# Can MTH Proto 2.0 be put in DCC ready locos



## ballen84leo (Jan 12, 2014)

Hey there. Im new to the site. Reason I am here is I am wanting to set up my trains from when I was a kid. However, technology has greatly advanced and I want to go with a DCC or DCS setup. So I have a few questions and concerns. 

1) Can you take a non MTH loco that is DCC ready and put a Proto 2.0 in it and run the loco off the MTH DCS controller?

2) Is it possible to install a Proto 2.0 in my old locos?

After these questions are answered I will know what to ask next.

The reason I want to go with MTH DCS is my dad (who will be making the big purchases) and I love the sounds and all the DCS can do with the Proto 2.0. Also the TCI and controller is much cheaper, from what I can tell, than the others like NCE.


----------



## Treeman (Jan 6, 2008)

I would say yes the MTH could be installed.

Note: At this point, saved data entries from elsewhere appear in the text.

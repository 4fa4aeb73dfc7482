use log::info;

use super::classifier::Classifier;
use super::error::ModelError;
use super::features::FeaturePipeline;
use super::scaler::StandardScaler;
use super::{Model, ModelInfo};
use crate::dataset::Dataset;

/// Sample submission: feature extraction, optional standardization and a
/// pluggable classifier.
///
/// ```
/// # fn main() -> Result<(), Box<dyn std::error::Error>> {
/// use grainbench::{Dataset, GrainModel, Model};
/// use ndarray::Array3;
///
/// let mut model = GrainModel::builder().with_downsample(2, 2)?.build()?;
/// let train = Dataset {
///     images: vec![Array3::zeros((4, 4, 3)), Array3::from_elem((4, 4, 3), 255.0)],
///     labels: Some(vec![1, 2]),
///     grain_ids: vec!["10".into(), "11".into()],
/// };
/// model.fit(&train)?;
/// let predictions = model.predict(&train.without_labels())?;
/// assert_eq!(predictions.len(), 2);
/// # Ok(())
/// # }
/// ```
#[derive(Debug)]
pub struct GrainModel {
    pipeline: FeaturePipeline,
    scaler: Option<StandardScaler>,
    classifier: Box<dyn Classifier>,
    feature_width: Option<usize>,
}

// Compile-time verification of thread-safety
const _: () = {
    fn assert_send_sync<T: Send + Sync>() {}
    fn verify_thread_safety() {
        assert_send_sync::<GrainModel>();
    }
};

impl GrainModel {
    pub(crate) fn new(pipeline: FeaturePipeline, classifier: Box<dyn Classifier>, standardize: bool) -> Self {
        Self {
            pipeline,
            scaler: standardize.then(StandardScaler::new),
            classifier,
            feature_width: None,
        }
    }

    /// Creates a new ModelBuilder for fluent construction
    pub fn builder() -> super::builder::ModelBuilder {
        super::builder::ModelBuilder::new()
    }

    /// Returns information about the model's configuration and fitted state
    pub fn info(&self) -> ModelInfo {
        ModelInfo {
            feature_extractors: self.pipeline.names(),
            classifier: self.classifier.name(),
            standardize: self.scaler.is_some(),
            feature_width: self.feature_width,
            classes: self.classifier.classes(),
        }
    }
}

impl Model for GrainModel {
    fn fit(&mut self, train: &Dataset) -> Result<(), ModelError> {
        let labels = train
            .labels
            .as_deref()
            .ok_or_else(|| ModelError::FitError("Training data has no labels".into()))?;
        if train.images.is_empty() {
            return Err(ModelError::FitError("Training data is empty".into()));
        }
        if labels.len() != train.images.len() {
            return Err(ModelError::FitError(format!(
                "Got {} images but {} labels",
                train.images.len(),
                labels.len()
            )));
        }

        info!("Extracting features from {} training samples", train.len());
        let mut features = self.pipeline.extract_batch(&train.images)?;
        info!("Extracted {} features per sample", features.ncols());

        if let Some(scaler) = self.scaler.as_mut() {
            features = scaler.fit_transform(&features)?;
        }

        info!("Training {} on {} samples", self.classifier.name(), features.nrows());
        self.classifier.fit(&features, labels)?;
        self.feature_width = Some(features.ncols());
        info!("Training complete");
        Ok(())
    }

    fn predict(&self, test: &Dataset) -> Result<Vec<i64>, ModelError> {
        let width = self
            .feature_width
            .ok_or_else(|| ModelError::PredictionError("Model has not been fitted".into()))?;
        if test.images.is_empty() {
            return Ok(Vec::new());
        }

        let mut features = self.pipeline.extract_batch(&test.images)?;
        if features.ncols() != width {
            return Err(ModelError::ValidationError(format!(
                "Test images produce {} features but the model was fitted on {}",
                features.ncols(),
                width
            )));
        }
        if let Some(scaler) = self.scaler.as_ref() {
            features = scaler.transform(&features)?;
        }

        let predictions = self.classifier.predict(&features)?;
        info!("Predicted {} samples", predictions.len());
        Ok(predictions)
    }
}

I am no expert on DCS, but I do know you will have a lot more options with DCC. DCC is available from many manufacturers. DCS is only available from MTH. DCC can be installed into any thing with many options.


----------



## Dr Rivet (Jan 5, 2008)

I would try to get MTH Proto 3 boards... they are both DCS and [mostly] DCC compatible. They now have ones with enough capacity for large scale. The first Proto3 only worked for HO and O


----------